▶ Task directions
Word for word, return the lines from the start of the entries below through the line that has "for containers that".

▶ The data

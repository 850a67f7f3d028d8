/* src/lib.rs */

//!
//! Single-instance providers.
//!
//! This crate hands out one shared instance of a value, built at most once
//! even when many threads ask for it at the same time:
//!
//! - **provider**: [`Provider`], one instance per provider, built under one of
//!   four [`Policy`] values (eager, unsynchronized lazy, synchronized lazy,
//!   double-checked lazy).
//! - **registry**: [`Registry`], one instance per type, for containers that
//!   resolve many singletons.
//!
//! A construction function may fail. Failures are returned to the caller,
//! nothing is cached, and the next access retries.
//!
//! ## Feature Flags
//!
//! - `full`: Enables all features.
//! - `events`: Enables construction event broadcasting for `Provider`.
//! - `serde`: Enables deserializing [`ProviderConfig`] and [`Policy`].
//!
//! ## Basic Usage
//!
//! See `demos/singleton.rs` for a complete example.

mod lock;
pub mod provider;
pub mod registry;

#[cfg(feature = "events")]
pub use provider::ProvideEvent;
pub use provider::{Entry, Meta, Policy, ProvideError, Provider, ProviderBuilder, ProviderConfig, State};
pub use registry::Registry;
/* src/provider/policy.rs */

use std::fmt;
use std::str::FromStr;

#[cfg(feature = "serde")]
use serde::{Deserialize, Serialize};

use super::ParsePolicyError;

/// When and under which discipline a provider builds its instance.
#[derive(Debug, Clone, Copy, PartialEq, Eq, Hash, Default)]
#[cfg_attr(feature = "serde", derive(Serialize, Deserialize))]
#[cfg_attr(feature = "serde", serde(rename_all = "snake_case"))]
pub enum Policy {
	/// Built when the provider is created, before any access.
	Eager,
	/// Built on first access with no synchronization.
	///
	/// Concurrent first accesses may each build an instance. Only sound for
	/// single-threaded use.
	Unsynchronized,
	/// Built on first access; every access holds the lock.
	Synchronized,
	/// Built on first access; the lock is only taken while no instance exists.
	#[default]
	DoubleChecked,
}

impl Policy {
	/// Returns true if the instance is built on first access.
	pub const fn is_lazy(self) -> bool {
		!matches!(self, Policy::Eager)
	}

	/// Returns true if concurrent first accesses build exactly one instance.
	pub const fn is_thread_safe(self) -> bool {
		!matches!(self, Policy::Unsynchronized)
	}

	pub const fn as_str(self) -> &'static str {
		match self {
			Policy::Eager => "eager",
			Policy::Unsynchronized => "unsynchronized",
			Policy::Synchronized => "synchronized",
			Policy::DoubleChecked => "double_checked",
		}
	}
}

impl fmt::Display for Policy {
	fn fmt(&self, f: &mut fmt::Formatter<'_>) -> fmt::Result {
		f.write_str(self.as_str())
	}
}

impl FromStr for Policy {
	type Err = ParsePolicyError;

	fn from_str(s: &str) -> Result<Self, Self::Err> {
		match s.trim().to_ascii_lowercase().as_str() {
			"eager" => Ok(Policy::Eager),
			"unsynchronized" | "lazy" => Ok(Policy::Unsynchronized),
			"synchronized" => Ok(Policy::Synchronized),
			"double_checked" | "double-checked" => Ok(Policy::DoubleChecked),
			_ => Err(ParsePolicyError(s.to_string())),
		}
	}
}

#[cfg(test)]
mod tests {
	use super::*;

	#[test]
	fn test_parse_accepts_aliases() {
		assert_eq!("lazy".parse::<Policy>().unwrap(), Policy::Unsynchronized);
		assert_eq!(
			" Double-Checked ".parse::<Policy>().unwrap(),
			Policy::DoubleChecked
		);
		assert!("enum".parse::<Policy>().is_err());
	}

	#[test]
	fn test_only_eager_is_not_lazy() {
		assert!(!Policy::Eager.is_lazy());
		assert!(Policy::Unsynchronized.is_lazy());
		assert!(Policy::Synchronized.is_lazy());
		assert!(Policy::DoubleChecked.is_lazy());
		assert!(!Policy::Unsynchronized.is_thread_safe());
	}

	#[test]
	fn test_display_parses_back() {
		for policy in [
			Policy::Eager,
			Policy::Unsynchronized,
			Policy::Synchronized,
			Policy::DoubleChecked,
		] {
			assert_eq!(policy.to_string().parse::<Policy>().unwrap(), policy);
		}
	}
}
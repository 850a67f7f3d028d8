/* src/provider/meta.rs */

use std::time::Instant;

use super::Policy;

/// Metadata recorded when an instance is published.
#[derive(Debug, Clone)]
pub struct Meta {
	/// Timestamp when the instance was constructed.
	pub created_at: Instant,
	/// Policy in effect at construction.
	pub policy: Policy,
	/// Number of successful constructions including this one.
	///
	/// Always 1 for a provider unless an unsynchronized race built
	/// duplicates. In a registry, the position in registration order.
	pub sequence: u64,
}
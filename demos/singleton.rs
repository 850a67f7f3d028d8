/* demos/singleton.rs */

use onehold::{Policy, Provider, Registry};
use std::convert::Infallible;
use std::sync::Arc;
use std::thread;

#[derive(Debug)]
struct AirForceOne {
	tail_number: &'static str,
}

impl AirForceOne {
	fn commission() -> Result<Self, Infallible> {
		println!("Commissioning aircraft");
		Ok(Self {
			tail_number: "28000",
		})
	}

	fn fly(&self) {
		println!("Flying {}", self.tail_number);
	}
}

// Lazy providers are const, so each variant can be a process-wide static.
static LAZY: Provider<AirForceOne> = Provider::unsynchronized(AirForceOne::commission);
static SYNCHRONIZED: Provider<AirForceOne> = Provider::synchronized(AirForceOne::commission);
static DOUBLE_CHECKED: Provider<AirForceOne> = Provider::double_checked(AirForceOne::commission);

fn main() -> Result<(), Box<dyn std::error::Error>> {
	// 1. Lazy creation, single thread only
	LAZY.get_instance()?.fly();

	// 2. Eager creation, built before the first access
	let eager = Provider::eager(AirForceOne::commission)?;
	println!("Eager provider ready before access: {}", eager.is_ready());
	eager.get_instance()?.fly();

	// 3. Synchronized, every access takes the lock
	SYNCHRONIZED.get_instance()?.fly();

	// 4. Double-checked, shared by several threads
	let handles: Vec<_> = (0..4)
		.map(|_| thread::spawn(|| DOUBLE_CHECKED.get_instance()))
		.collect();
	let mut aircraft = Vec::new();
	for handle in handles {
		match handle.join() {
			Ok(result) => aircraft.push(result?),
			Err(_) => return Err("worker thread panicked".into()),
		}
	}
	let same = aircraft.windows(2).all(|pair| Arc::ptr_eq(&pair[0], &pair[1]));
	println!(
		"Double-checked: {} threads, {} construction(s), same instance: {}",
		aircraft.len(),
		DOUBLE_CHECKED.constructions(),
		same
	);

	// 5. Policy picked at runtime, e.g. from configuration
	let policy: Policy = "synchronized".parse()?;
	let configured = Provider::builder()
		.policy(policy)
		.name("air-force-one")
		.init(AirForceOne::commission)
		.build()?;
	configured.get_instance()?.fly();
	println!("{:?}", configured);

	// 6. One instance per type in a registry
	let registry = Registry::new();
	let first = registry.get_or_try_init(AirForceOne::commission)?;
	let second = registry.get_or_try_init(AirForceOne::commission)?;
	first.fly();
	println!(
		"Registry holds {} type(s), same instance: {}",
		registry.len(),
		Arc::ptr_eq(&first, &second)
	);

	Ok(())
}
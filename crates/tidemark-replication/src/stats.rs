//! Acknowledgment-latency statistics.
//!
//! Each per-peer sender maintains two [`DecayAverage`]s (receive ack, apply
//! ack); the replica manager aggregates them through [`StandardDeviation`]
//! to spot outliers. A peer is considered slow when its average exceeds
//! `mean + 2 * stddev` of the quorum's averages.

use std::time::{Duration, Instant};

/// Coefficients below this contribute nothing; restart the accumulator.
const MIN_COEFFICIENT: f64 = 0.001;

/// An exponentially decaying average of durations.
///
/// Samples are weighted by `decay_factor ^ (elapsed / decay_interval)`, so
/// the average forgets at a wall-clock rate rather than a sample rate. A
/// decay factor of 0 keeps only the most recent sample.
#[derive(Debug, Clone)]
pub struct DecayAverage {
    decay_factor: f64,
    decay_interval: Duration,
    last_updated: Option<Instant>,
    last_value_ms: f64,
    weighted_sum_ms: f64,
    weight_sum: f64,
}

impl DecayAverage {
    /// `decay_factor` must be in `[0, 1)`; validated by the settings.
    pub fn new(decay_factor: f64, decay_interval: Duration) -> Self {
        debug_assert!(
            (0.0..1.0).contains(&decay_factor),
            "invalid decay factor {decay_factor}"
        );
        Self {
            decay_factor,
            decay_interval,
            last_updated: None,
            last_value_ms: 0.0,
            weighted_sum_ms: 0.0,
            weight_sum: 0.0,
        }
    }

    /// Current average; zero before the first sample.
    pub fn value(&self) -> Duration {
        if self.decay_factor == 0.0 {
            return Duration::from_secs_f64(self.last_value_ms / 1000.0);
        }
        if self.weight_sum == 0.0 {
            return Duration::ZERO;
        }
        Duration::from_secs_f64((self.weighted_sum_ms / self.weight_sum) / 1000.0)
    }

    /// Folds in a new sample observed at `now`.
    pub fn update(&mut self, value: Duration, now: Instant) {
        let value_ms = value.as_secs_f64() * 1000.0;

        if self.decay_factor == 0.0 {
            self.weighted_sum_ms = value_ms;
            self.weight_sum = 1.0;
        } else {
            let elapsed = self
                .last_updated
                .map(|t| now.saturating_duration_since(t))
                .unwrap_or(Duration::ZERO);
            let power = elapsed.as_secs_f64() / self.decay_interval.as_secs_f64();
            let coefficient = self.decay_factor.powf(power);

            if coefficient > MIN_COEFFICIENT && self.weighted_sum_ms.is_finite() {
                self.weighted_sum_ms = self.weighted_sum_ms * coefficient + value_ms;
                self.weight_sum = self.weight_sum * coefficient + 1.0;
            } else {
                // The history has fully decayed; start over from this sample.
                self.weighted_sum_ms = value_ms;
                self.weight_sum = 1.0;
            }
        }

        self.last_value_ms = value_ms;
        self.last_updated = Some(now);
    }

    /// Forgets all history. Used when a peer's role changes and its past
    /// latencies are no longer representative.
    pub fn reset(&mut self, now: Instant) {
        self.last_updated = Some(now);
        self.last_value_ms = 0.0;
        self.weighted_sum_ms = 0.0;
        self.weight_sum = 0.0;
    }
}

/// Running `{n, Σx, Σx²}` accumulator over durations.
#[derive(Debug, Clone, Default)]
pub struct StandardDeviation {
    count: u64,
    sum_ms: f64,
    sum_squared_ms: f64,
}

impl StandardDeviation {
    pub fn new() -> Self {
        Self::default()
    }

    pub fn add(&mut self, value: Duration) {
        let ms = value.as_secs_f64() * 1000.0;
        self.count += 1;
        self.sum_ms += ms;
        if (f64::MAX - self.sum_squared_ms) > ms * ms {
            self.sum_squared_ms += ms * ms;
        } else {
            self.sum_squared_ms = f64::MAX;
        }
    }

    pub fn clear(&mut self) {
        *self = Self::default();
    }

    pub fn count(&self) -> u64 {
        self.count
    }

    pub fn average(&self) -> Duration {
        if self.count == 0 {
            return Duration::ZERO;
        }
        Duration::from_secs_f64((self.sum_ms / self.count as f64) / 1000.0)
    }

    pub fn std_dev(&self) -> Duration {
        if self.count == 0 {
            return Duration::ZERO;
        }
        let mean_ms = self.sum_ms / self.count as f64;
        let variance = (self.sum_squared_ms / self.count as f64) - mean_ms * mean_ms;
        if variance <= 0.0 {
            Duration::ZERO
        } else {
            Duration::from_secs_f64(variance.sqrt() / 1000.0)
        }
    }
}

#[cfg(test)]
mod tests {
    use super::*;

    #[test]
    fn decay_average_first_sample() {
        let mut avg = DecayAverage::new(0.95, Duration::from_secs(5));
        let now = Instant::now();
        avg.update(Duration::from_millis(100), now);
        let value = avg.value().as_millis();
        assert_eq!(value, 100);
    }

    #[test]
    fn decay_average_weights_recent_samples() {
        let mut avg = DecayAverage::new(0.5, Duration::from_secs(1));
        let t0 = Instant::now();
        avg.update(Duration::from_millis(100), t0);
        // Two intervals later the old sample's weight is a quarter.
        avg.update(Duration::from_millis(400), t0 + Duration::from_secs(2));
        let value_ms = avg.value().as_secs_f64() * 1000.0;
        // (100*0.25 + 400) / (0.25 + 1) = 340
        assert!((value_ms - 340.0).abs() < 1.0, "value was {value_ms}");
    }

    #[test]
    fn zero_decay_factor_keeps_last_sample() {
        let mut avg = DecayAverage::new(0.0, Duration::from_secs(5));
        let now = Instant::now();
        avg.update(Duration::from_millis(100), now);
        avg.update(Duration::from_millis(20), now);
        assert_eq!(avg.value().as_millis(), 20);
    }

    #[test]
    fn reset_forgets_history() {
        let mut avg = DecayAverage::new(0.95, Duration::from_secs(5));
        let now = Instant::now();
        avg.update(Duration::from_millis(500), now);
        avg.reset(now);
        assert_eq!(avg.value(), Duration::ZERO);
    }

    #[test]
    fn std_dev_of_identical_samples_is_zero() {
        let mut sd = StandardDeviation::new();
        for _ in 0..5 {
            sd.add(Duration::from_millis(50));
        }
        assert_eq!(sd.average().as_millis(), 50);
        assert_eq!(sd.std_dev(), Duration::ZERO);
    }

    #[test]
    fn std_dev_detects_spread() {
        let mut sd = StandardDeviation::new();
        sd.add(Duration::from_millis(40));
        sd.add(Duration::from_millis(60));
        assert_eq!(sd.average().as_millis(), 50);
        assert_eq!(sd.std_dev().as_millis(), 10);
    }

    #[test]
    fn empty_accumulator_is_zero() {
        let sd = StandardDeviation::new();
        assert_eq!(sd.average(), Duration::ZERO);
        assert_eq!(sd.std_dev(), Duration::ZERO);
    }
}
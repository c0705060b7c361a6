//! Primary-side receiver for a building secondary's copy context.
//!
//! A persisted-state idle sends its copy context (what it already has) up
//! to the primary; the primary orders those operations and feeds them to
//! the state provider's copy-state enumeration. Progress flows back to the
//! idle piggybacked on the copy-context ack: the last in-order context LSN
//! plus an error code (0 = ok).

use std::sync::Arc;
use std::time::Instant;

use tracing::{debug, warn};

use tidemark_types::{ReplicaId, SequenceNumber};
use tidemark_wire::{CopyContextAckBody, CopyContextOperationBody, OperationKind, OperationMetadata};

use crate::error::ReplicationError;
use crate::operation::Operation;
use crate::queue::{OperationQueue, QueueOptions};
use crate::stream::{DispatchQueue, OperationStream};

/// Receives and orders copy-context operations from one building idle.
pub struct CopyContextReceiver {
    name: String,
    replica_id: ReplicaId,
    queue: OperationQueue,
    dispatch: Arc<DispatchQueue>,
    /// LSN of the context terminator, once seen.
    last_context_lsn: Option<SequenceNumber>,
    error: Option<ReplicationError>,
    done: bool,
}

impl std::fmt::Debug for CopyContextReceiver {
    fn fmt(&self, f: &mut std::fmt::Formatter<'_>) -> std::fmt::Result {
        write!(
            f,
            "CopyContextReceiver({} <- {}, done={})",
            self.name, self.replica_id, self.done
        )
    }
}

impl CopyContextReceiver {
    pub fn new(
        name: String,
        replica_id: ReplicaId,
        initial_queue_size: u64,
        max_queue_size: u64,
    ) -> Self {
        let mut queue = OperationQueue::new(QueueOptions {
            name: format!("{name}:ctx"),
            initial_size: initial_queue_size,
            max_size: max_queue_size,
            max_memory_size: 0,
            max_completed_count: 0,
            max_completed_bytes: 0,
            require_service_ack: false,
            clean_on_complete: false,
            ignore_commit: true,
            start_sequence: SequenceNumber::new(1),
        });

        let dispatch = DispatchQueue::new(max_queue_size.max(2) as usize);
        let sink = Arc::clone(&dispatch);
        queue.set_commit_callback(Box::new(move |op| {
            if op.is_end_of_stream() {
                // Terminator: the context stream is complete.
                sink.close();
            } else if sink.enqueue(Arc::clone(op)).is_err() {
                // Dispatch capacity matches the queue capacity; a full
                // queue here means the stream was already torn down.
                debug!(lsn = %op.sequence_number(), "context dispatch dropped after close");
            }
        }));

        Self {
            name,
            replica_id,
            queue,
            dispatch,
            last_context_lsn: None,
            error: None,
            done: false,
        }
    }

    pub fn replica_id(&self) -> ReplicaId {
        self.replica_id
    }

    /// The stream handed to the state provider's copy-state enumeration.
    pub fn stream(&self) -> OperationStream {
        OperationStream::new(Arc::clone(&self.dispatch))
    }

    pub fn is_done(&self) -> bool {
        self.done
    }

    /// Accepts one inbound context operation and produces the ack to send
    /// back. Duplicates are acked, not errored.
    pub fn process_operation(
        &mut self,
        body: CopyContextOperationBody,
        now: Instant,
    ) -> CopyContextAckBody {
        if let Some(error) = &self.error {
            return CopyContextAckBody {
                sequence_number: self.last_completed(),
                error_code: error.to_wire_code(),
            };
        }

        let mut metadata = body.operation.metadata;
        if body.is_last {
            self.last_context_lsn = Some(metadata.sequence_number);
            if body.operation.segments.is_empty() {
                // A bare terminator carries no payload for the provider.
                metadata = OperationMetadata {
                    kind: OperationKind::EndOfStream,
                    ..metadata
                };
            }
        }

        let op = Arc::new(Operation::new(metadata, body.operation.epoch, body.operation.segments));
        match self.queue.try_enqueue(op, now) {
            Ok(()) | Err(ReplicationError::DuplicateOperation) => {}
            Err(error) => {
                warn!(
                    receiver = %self.name,
                    replica = %self.replica_id,
                    %error,
                    "copy context enqueue failed"
                );
                self.fail(error.clone());
                return CopyContextAckBody {
                    sequence_number: self.last_completed(),
                    error_code: error.to_wire_code(),
                };
            }
        }

        // Dispatch the in-order prefix; the queue folds commit into
        // completion for this single-use stream.
        self.queue.complete(now);

        if let Some(last) = self.last_context_lsn {
            if self.queue.head() > last {
                self.done = true;
                self.dispatch.close();
            }
        }

        CopyContextAckBody {
            sequence_number: self.last_completed(),
            error_code: 0,
        }
    }

    /// Fails the context stream; the next ack informs the secondary.
    pub fn fail(&mut self, error: ReplicationError) {
        if self.error.is_none() {
            self.error = Some(error);
        }
        self.dispatch.clear();
        self.dispatch.close();
        self.done = true;
    }

    /// Ack body reflecting current progress, for piggybacked resends.
    pub fn current_ack(&self) -> CopyContextAckBody {
        CopyContextAckBody {
            sequence_number: self.last_completed(),
            error_code: self.error.as_ref().map_or(0, ReplicationError::to_wire_code),
        }
    }

    fn last_completed(&self) -> SequenceNumber {
        let head = self.queue.head();
        if head == SequenceNumber::new(1) {
            SequenceNumber::NON_INITIALIZED
        } else {
            head.prev()
        }
    }
}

▶ Exercise output
repository 850a67f7f3d028d8
/* src/lib.rs */

//!
//! Single-instance providers.
//!
//! This crate hands out one shared instance of a value, built at most once
//! even when many threads ask for it at the same time:
//!
//! - **provider**: [`Provider`], one instance per provider, built under one of
//!   four [`Policy`] values (eager, unsynchronized lazy, synchronized lazy,
//!   double-checked lazy).
//! - **registry**: [`Registry`], one instance per type, for containers that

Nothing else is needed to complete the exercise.